El olor a jabón  y a perfume, mezclado con algo de orín y un olor a algo que en ese momento no podía discernir, y que hoy lo sé a mujer transpirada, horadaba las fosas nasales como mucílago hirviente. Con el tiempo esos olores me fueron ganando el gusto. Todos los demás varones se habían ido al vestuario de hombres. No entendía bien que hacía ahí, pero se ve que era bastante más chiquito de lo que creía, hecho que vino a confirmar que las mujeres risueñas, y entre charlas que no llegaba a entender del todo, comenzaran a cambiarse como si yo no existiese. Al principio traté de disimular, pero después pensé que si a ellas no les importaba a mi menos, y comencé a mirar descaradamente, o al menos eso fue lo que intenté hacer, y que pocos segundos mediaron entre la caradurez y el pasmo que se me instaló en la quijada cuando vi que las mujeres también tenían pelos. Yo me había bañado con mi padre, y sabía que a los hombres, cuando son grandes, les crece la barba, el pelo del pecho, y también el pelo del “pitito”, según contaba mi papá; lo que no me habían aclarado era que las mujeres también tenían pendejos. Yo daba por sentado que era un fenómeno masculino, ya que mi madre carecía de barba pinchuda, ni tampoco manchaba su pecho blanco una maraña marrón.

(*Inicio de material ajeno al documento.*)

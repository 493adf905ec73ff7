//! Per-task results and the partitioned run outcome.

use crate::admission::AdmissionReport;
use crate::error::WorkerFailure;
use std::collections::BTreeMap;
use std::time::Duration;

/// What one dispatch task produced. Exactly one per admitted worker per stage.
#[derive(Debug, Clone, PartialEq, Eq)]
pub struct TaskResult {
    pub worker_id: String,
    pub output: Result<String, WorkerFailure>,
    pub duration: Duration,
}

impl TaskResult {
    pub fn success(worker_id: impl Into<String>, output: String, duration: Duration) -> Self {
        Self {
            worker_id: worker_id.into(),
            output: Ok(output),
            duration,
        }
    }

    pub fn failure(failure: WorkerFailure) -> Self {
        Self {
            worker_id: failure.worker_id.clone(),
            duration: failure.duration,
            output: Err(failure),
        }
    }

    pub fn is_success(&self) -> bool {
        self.output.is_ok()
    }
}

/// Successful outputs and failures of one stage.
///
/// Every requested worker lands in exactly one of `outputs` and `failures`;
/// a failed worker has no entry in `outputs`, not even an empty one.
#[derive(Debug, Clone, Default, PartialEq, Eq)]
pub struct RunOutcome {
    pub requested: usize,
    pub outputs: BTreeMap<String, String>,
    /// Sorted by worker id.
    pub failures: Vec<WorkerFailure>,
    pub durations: BTreeMap<String, Duration>,
    pub elapsed: Duration,
}

impl RunOutcome {
    /// Partition task results. Called once, after every task has finished.
    pub fn from_results(requested: usize, results: Vec<TaskResult>, elapsed: Duration) -> Self {
        let mut outcome = Self {
            requested,
            elapsed,
            ..Self::default()
        };
        for r in results {
            outcome.durations.insert(r.worker_id.clone(), r.duration);
            match r.output {
                Ok(output) => {
                    outcome.outputs.insert(r.worker_id, output);
                }
                Err(failure) => outcome.failures.push(failure),
            }
        }
        outcome.failures.sort_by(|a, b| a.worker_id.cmp(&b.worker_id));
        outcome
    }

    pub fn success_count(&self) -> usize {
        self.outputs.len()
    }

    pub fn failure_count(&self) -> usize {
        self.failures.len()
    }

    pub fn all_succeeded(&self) -> bool {
        self.failures.is_empty()
    }

    pub fn success_rate(&self) -> f64 {
        if self.requested == 0 {
            0.0
        } else {
            self.outputs.len() as f64 / self.requested as f64
        }
    }

    pub fn output(&self, worker_id: &str) -> Option<&str> {
        self.outputs.get(worker_id).map(String::as_str)
    }

    pub fn failure(&self, worker_id: &str) -> Option<&WorkerFailure> {
        self.failures.iter().find(|f| f.worker_id == worker_id)
    }

    /// True when outputs and failures account for every requested worker exactly once.
    pub fn is_partitioned(&self) -> bool {
        self.outputs.len() + self.failures.len() == self.requested
            && self
                .failures
                .iter()
                .all(|f| !self.outputs.contains_key(&f.worker_id))
    }
}

/// Counters threaded through one pipeline run.
#[derive(Debug, Clone, Default, PartialEq)]
pub struct RunStats {
    pub candidates: usize,
    pub admitted: usize,
    pub rejected: usize,
    pub total_tokens: usize,
    pub succeeded: usize,
    pub failed: usize,
    pub map_duration: Duration,
    pub reduce_duration: Option<Duration>,
    pub saved: usize,
    pub save_failures: usize,
}

impl RunStats {
    pub fn new() -> Self {
        Self::default()
    }

    pub fn record_admission(&mut self, report: &AdmissionReport) {
        self.candidates = report.analysis.len();
        self.admitted = report.admitted.len();
        self.rejected = self.candidates - self.admitted;
        self.total_tokens = report.total_tokens;
    }

    pub fn record_map(&mut self, outcome: &RunOutcome) {
        self.succeeded = outcome.success_count();
        self.failed = outcome.failure_count();
        self.map_duration = outcome.elapsed;
    }

    pub fn record_reduce(&mut self, duration: Duration) {
        self.reduce_duration = Some(duration);
    }

    pub fn record_save(&mut self, ok: bool) {
        if ok {
            self.saved += 1;
        } else {
            self.save_failures += 1;
        }
    }
}
//! Reduction stage: synthesize successful map outputs with one more worker call.

use super::engine::DispatchEngine;
use super::outcome::RunOutcome;
use crate::error::{DispatchError, WorkerFailure};
use crate::error_code::ErrorKind;
use crate::job::Job;
use crate::telemetry::{emit, DispatchEvent, EventStatus, Operation};
use std::collections::BTreeMap;
use std::sync::Arc;
use tokio_util::sync::CancellationToken;
use tracing::{info, warn};

/// Combined map outputs in worker-id order, each under a `=== <worker-id> ===` header.
pub fn build_reduction_content(outputs: &BTreeMap<String, String>) -> String {
    outputs
        .iter()
        .map(|(id, out)| format!("=== {} ===\n{}", id, out.trim_end()))
        .collect::<Vec<_>>()
        .join("\n\n")
}

/// Runs the reduction task through the same engine (and the same limiters)
/// as the map stage.
#[derive(Debug, Clone)]
pub struct Reducer {
    engine: DispatchEngine,
}

impl Reducer {
    pub fn new(engine: DispatchEngine) -> Self {
        Self { engine }
    }

    /// Synthesize `outputs` with `reducer_id`.
    ///
    /// Empty `outputs` returns an empty string without any dispatch. Failures
    /// come back as `ReductionFailed`, carrying the worker failure as cause.
    pub async fn reduce(
        &self,
        cancel: &CancellationToken,
        instructions: &str,
        outputs: &BTreeMap<String, String>,
        reducer_id: &str,
    ) -> Result<String, DispatchError> {
        let run_id = self.engine.run_id().to_string();
        if outputs.is_empty() {
            info!(run_id = run_id.as_str(), "nothing to reduce");
            emit(
                self.engine.events().as_ref(),
                DispatchEvent::new(&run_id, Operation::Reduce, EventStatus::Skipped),
            )
            .await;
            return Ok(String::new());
        }

        let descriptor = match self.engine.registry().catalog().describe(reducer_id) {
            Ok(d) => d.keyed_as(reducer_id),
            Err(e) => {
                return Err(self
                    .fail(WorkerFailure::new(reducer_id, ErrorKind::WorkerFailed, e.to_string()))
                    .await)
            }
        };

        let content = build_reduction_content(outputs);
        let job = match Job::new(instructions, content, self.engine.estimator().as_ref()) {
            Ok(job) => job,
            Err(e) => {
                return Err(self
                    .fail(WorkerFailure::new(reducer_id, ErrorKind::WorkerFailed, e.to_string()))
                    .await)
            }
        };

        info!(
            run_id = run_id.as_str(),
            reducer_id,
            inputs = outputs.len(),
            total_tokens = job.total_tokens(),
            "reduction started"
        );

        // A single-task stage: its one result is the reduction, whatever its key.
        let RunOutcome {
            outputs,
            mut failures,
            ..
        } = self
            .engine
            .run_stage(cancel, Arc::new(job), &[descriptor], Operation::Reduce)
            .await;

        if let Some(output) = outputs.into_values().next() {
            return Ok(output);
        }
        let failure = failures.pop().unwrap_or_else(|| {
            WorkerFailure::new(reducer_id, ErrorKind::WorkerFailed, "reducer produced no result")
        });
        Err(self.fail(failure).await)
    }

    async fn fail(&self, failure: WorkerFailure) -> DispatchError {
        let err = DispatchError::new(
            ErrorKind::ReductionFailed,
            format!("reduction by {} failed: {}", failure.worker_id, failure.message),
        )
        .with_causes(vec![failure]);
        warn!(run_id = self.engine.run_id(), error = %err, "reduction failed");
        emit(
            self.engine.events().as_ref(),
            DispatchEvent::failure(self.engine.run_id(), Operation::Reduce, err.kind, &err.message),
        )
        .await;
        err
    }
}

 Pasada la estupefacción llegó el calor, en las mejillas por vergüenza y en el resto del cuerpo por calentura. Me hervían los pequeños huevitos, y no puedo, aunque desespero intentándolo, recordar si tuve o no una erección.
 Salí de aquel vestuario ruborizado y mudo. Mi viejo nos esperaba bajó un techito de la entrada a la pileta; sonreía y esperaba mientras yo iba a fijando imágenes sobre imágenes y mientras elegía perderme el recuerdo de la vuelta, del regreso, con tal de fotografiar cada uno de aquellos vellos con la memoria. Lo que si recuerdo y seguiré recordando es aquel olor a mujer, aquel recuerdo de mujeres pilosas y la fijación de un objeto de deseo; mi primer objeto de deseo.